Record excerpts —
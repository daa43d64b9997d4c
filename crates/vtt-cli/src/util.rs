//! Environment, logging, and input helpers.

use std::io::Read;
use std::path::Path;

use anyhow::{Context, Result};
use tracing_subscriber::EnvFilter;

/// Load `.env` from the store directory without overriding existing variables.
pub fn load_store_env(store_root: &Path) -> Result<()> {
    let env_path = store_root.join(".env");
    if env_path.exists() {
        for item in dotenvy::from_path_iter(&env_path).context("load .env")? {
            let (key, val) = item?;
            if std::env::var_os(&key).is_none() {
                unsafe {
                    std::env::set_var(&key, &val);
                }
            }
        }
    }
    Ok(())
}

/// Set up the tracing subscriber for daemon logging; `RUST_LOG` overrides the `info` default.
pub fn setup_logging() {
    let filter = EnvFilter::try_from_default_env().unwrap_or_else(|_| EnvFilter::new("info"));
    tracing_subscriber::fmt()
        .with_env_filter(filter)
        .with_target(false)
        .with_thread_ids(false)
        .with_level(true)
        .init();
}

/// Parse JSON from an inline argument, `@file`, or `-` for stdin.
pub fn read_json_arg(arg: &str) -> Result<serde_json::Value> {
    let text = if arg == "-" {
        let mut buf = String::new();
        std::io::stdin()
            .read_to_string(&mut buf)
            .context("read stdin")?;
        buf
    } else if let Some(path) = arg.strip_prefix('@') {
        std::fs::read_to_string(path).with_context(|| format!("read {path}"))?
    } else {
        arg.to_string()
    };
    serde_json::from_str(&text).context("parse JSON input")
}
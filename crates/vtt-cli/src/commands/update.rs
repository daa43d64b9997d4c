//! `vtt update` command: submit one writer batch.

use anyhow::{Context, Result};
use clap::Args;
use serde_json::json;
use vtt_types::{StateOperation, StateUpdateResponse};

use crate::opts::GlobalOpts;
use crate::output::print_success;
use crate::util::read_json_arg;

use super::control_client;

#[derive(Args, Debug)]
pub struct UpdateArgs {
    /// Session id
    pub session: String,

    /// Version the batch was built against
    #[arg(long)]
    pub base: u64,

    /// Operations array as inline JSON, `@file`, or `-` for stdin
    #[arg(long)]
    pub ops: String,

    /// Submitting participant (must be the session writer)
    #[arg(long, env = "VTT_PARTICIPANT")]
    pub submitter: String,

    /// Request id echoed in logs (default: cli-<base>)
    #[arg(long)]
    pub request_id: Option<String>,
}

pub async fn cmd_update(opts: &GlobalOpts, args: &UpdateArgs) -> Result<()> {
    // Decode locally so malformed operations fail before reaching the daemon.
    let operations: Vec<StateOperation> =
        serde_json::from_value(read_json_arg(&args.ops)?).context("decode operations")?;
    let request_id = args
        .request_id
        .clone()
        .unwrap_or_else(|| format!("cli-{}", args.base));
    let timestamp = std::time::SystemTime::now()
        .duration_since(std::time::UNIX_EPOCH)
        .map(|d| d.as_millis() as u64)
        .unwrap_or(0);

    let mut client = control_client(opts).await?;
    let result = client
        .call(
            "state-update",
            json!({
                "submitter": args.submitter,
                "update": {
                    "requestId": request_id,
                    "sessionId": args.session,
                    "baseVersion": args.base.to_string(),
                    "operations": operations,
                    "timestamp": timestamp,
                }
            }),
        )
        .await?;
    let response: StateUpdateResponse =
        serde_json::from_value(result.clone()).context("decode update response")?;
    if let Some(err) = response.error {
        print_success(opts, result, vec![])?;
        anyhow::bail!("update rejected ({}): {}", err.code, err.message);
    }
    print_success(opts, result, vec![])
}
--
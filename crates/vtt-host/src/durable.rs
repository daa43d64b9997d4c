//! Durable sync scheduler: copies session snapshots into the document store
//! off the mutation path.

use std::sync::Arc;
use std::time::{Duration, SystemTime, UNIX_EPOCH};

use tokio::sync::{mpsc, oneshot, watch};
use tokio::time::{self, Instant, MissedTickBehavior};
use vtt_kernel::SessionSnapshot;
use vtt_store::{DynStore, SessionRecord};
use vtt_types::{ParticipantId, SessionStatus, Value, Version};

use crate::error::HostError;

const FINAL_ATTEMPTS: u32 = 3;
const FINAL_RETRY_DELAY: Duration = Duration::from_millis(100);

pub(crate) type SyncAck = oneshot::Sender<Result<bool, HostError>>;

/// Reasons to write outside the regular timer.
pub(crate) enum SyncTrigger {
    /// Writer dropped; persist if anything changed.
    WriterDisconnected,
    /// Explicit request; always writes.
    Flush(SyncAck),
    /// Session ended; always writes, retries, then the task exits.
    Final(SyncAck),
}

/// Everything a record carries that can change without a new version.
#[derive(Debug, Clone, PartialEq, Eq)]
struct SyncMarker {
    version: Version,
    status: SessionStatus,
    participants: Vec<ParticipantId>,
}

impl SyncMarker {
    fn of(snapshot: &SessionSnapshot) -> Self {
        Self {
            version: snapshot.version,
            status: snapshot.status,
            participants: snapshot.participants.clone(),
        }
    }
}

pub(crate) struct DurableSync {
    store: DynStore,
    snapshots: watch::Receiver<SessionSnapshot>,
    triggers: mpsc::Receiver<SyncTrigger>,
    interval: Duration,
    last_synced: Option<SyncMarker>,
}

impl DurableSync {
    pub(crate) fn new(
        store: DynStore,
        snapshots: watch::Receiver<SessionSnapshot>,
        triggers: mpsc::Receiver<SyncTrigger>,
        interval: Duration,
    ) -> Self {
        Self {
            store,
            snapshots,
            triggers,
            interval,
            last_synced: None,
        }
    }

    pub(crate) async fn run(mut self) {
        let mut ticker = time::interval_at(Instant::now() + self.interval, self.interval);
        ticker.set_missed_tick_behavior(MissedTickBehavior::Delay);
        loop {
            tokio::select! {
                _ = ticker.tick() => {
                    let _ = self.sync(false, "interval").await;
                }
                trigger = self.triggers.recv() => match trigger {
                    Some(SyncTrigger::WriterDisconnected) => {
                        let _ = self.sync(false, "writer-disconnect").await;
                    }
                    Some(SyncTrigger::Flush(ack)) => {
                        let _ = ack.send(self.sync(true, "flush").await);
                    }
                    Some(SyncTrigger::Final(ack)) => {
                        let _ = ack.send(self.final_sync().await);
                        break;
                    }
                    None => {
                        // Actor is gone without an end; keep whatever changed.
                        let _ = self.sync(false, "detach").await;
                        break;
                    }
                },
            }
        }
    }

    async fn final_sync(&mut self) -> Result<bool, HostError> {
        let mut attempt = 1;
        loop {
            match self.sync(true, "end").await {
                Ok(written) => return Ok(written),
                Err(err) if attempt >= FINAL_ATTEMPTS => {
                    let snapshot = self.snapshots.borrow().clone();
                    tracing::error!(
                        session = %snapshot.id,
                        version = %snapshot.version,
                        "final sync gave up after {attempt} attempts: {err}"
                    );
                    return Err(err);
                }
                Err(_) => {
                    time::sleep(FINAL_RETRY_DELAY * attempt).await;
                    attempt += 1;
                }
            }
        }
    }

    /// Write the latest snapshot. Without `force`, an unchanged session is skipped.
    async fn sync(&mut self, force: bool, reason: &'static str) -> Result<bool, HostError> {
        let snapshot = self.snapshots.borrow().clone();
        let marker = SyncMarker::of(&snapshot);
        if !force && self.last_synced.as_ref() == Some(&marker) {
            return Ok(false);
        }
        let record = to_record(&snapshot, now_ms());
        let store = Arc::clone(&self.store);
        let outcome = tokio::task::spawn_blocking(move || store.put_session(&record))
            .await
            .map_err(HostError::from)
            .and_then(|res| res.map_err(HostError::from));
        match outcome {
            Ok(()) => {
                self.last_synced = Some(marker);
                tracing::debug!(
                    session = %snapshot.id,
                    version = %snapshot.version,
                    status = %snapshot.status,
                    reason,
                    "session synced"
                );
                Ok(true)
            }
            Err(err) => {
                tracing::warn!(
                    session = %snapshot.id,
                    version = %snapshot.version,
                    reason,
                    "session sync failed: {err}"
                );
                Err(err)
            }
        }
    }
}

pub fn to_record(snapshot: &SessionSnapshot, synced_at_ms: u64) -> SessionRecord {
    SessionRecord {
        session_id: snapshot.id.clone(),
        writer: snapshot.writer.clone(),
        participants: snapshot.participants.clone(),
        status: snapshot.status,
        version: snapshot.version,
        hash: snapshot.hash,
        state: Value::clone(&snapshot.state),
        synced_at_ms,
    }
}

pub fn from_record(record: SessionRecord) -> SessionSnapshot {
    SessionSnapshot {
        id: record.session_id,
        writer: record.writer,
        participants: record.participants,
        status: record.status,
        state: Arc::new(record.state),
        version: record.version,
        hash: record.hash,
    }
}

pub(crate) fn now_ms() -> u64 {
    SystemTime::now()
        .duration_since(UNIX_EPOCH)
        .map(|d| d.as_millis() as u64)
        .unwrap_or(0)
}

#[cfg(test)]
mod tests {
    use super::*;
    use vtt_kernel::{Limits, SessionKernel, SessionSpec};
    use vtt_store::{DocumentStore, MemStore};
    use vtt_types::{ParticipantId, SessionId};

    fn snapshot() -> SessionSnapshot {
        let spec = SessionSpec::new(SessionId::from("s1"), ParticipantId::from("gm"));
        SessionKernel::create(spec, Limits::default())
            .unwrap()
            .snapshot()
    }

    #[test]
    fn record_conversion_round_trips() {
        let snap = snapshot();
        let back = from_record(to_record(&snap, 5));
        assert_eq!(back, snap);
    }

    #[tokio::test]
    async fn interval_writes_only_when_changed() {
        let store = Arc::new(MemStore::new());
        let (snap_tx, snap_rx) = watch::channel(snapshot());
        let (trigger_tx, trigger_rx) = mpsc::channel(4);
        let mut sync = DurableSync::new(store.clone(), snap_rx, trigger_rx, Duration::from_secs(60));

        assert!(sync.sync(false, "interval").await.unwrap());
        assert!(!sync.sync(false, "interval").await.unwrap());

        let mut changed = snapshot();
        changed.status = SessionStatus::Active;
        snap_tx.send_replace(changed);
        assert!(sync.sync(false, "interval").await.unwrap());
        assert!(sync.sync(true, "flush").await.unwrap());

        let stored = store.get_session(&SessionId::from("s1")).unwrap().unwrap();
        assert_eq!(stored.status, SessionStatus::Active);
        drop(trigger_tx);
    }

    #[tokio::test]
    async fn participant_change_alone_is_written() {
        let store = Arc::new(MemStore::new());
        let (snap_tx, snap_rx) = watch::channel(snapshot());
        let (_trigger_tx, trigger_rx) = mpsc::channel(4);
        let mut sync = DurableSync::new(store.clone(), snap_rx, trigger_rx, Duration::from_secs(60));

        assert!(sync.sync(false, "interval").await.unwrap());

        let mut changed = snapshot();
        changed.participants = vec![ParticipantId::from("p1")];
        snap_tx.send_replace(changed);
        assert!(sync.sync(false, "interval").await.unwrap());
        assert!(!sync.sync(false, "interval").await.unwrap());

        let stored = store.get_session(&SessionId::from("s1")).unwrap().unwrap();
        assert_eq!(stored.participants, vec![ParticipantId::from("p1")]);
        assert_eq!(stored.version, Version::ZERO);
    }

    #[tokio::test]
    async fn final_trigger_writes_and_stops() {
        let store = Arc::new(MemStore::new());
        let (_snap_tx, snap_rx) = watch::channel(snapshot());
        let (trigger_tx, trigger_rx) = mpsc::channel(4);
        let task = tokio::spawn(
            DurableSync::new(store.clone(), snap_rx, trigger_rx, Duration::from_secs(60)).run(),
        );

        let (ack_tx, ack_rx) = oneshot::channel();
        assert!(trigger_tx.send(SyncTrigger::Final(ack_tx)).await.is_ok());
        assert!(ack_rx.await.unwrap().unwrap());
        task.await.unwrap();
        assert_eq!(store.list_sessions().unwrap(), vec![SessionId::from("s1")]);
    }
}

Work task — Among the lines of the listing above, count those that hold the string "Active", giving the count alone.

Written answer — 2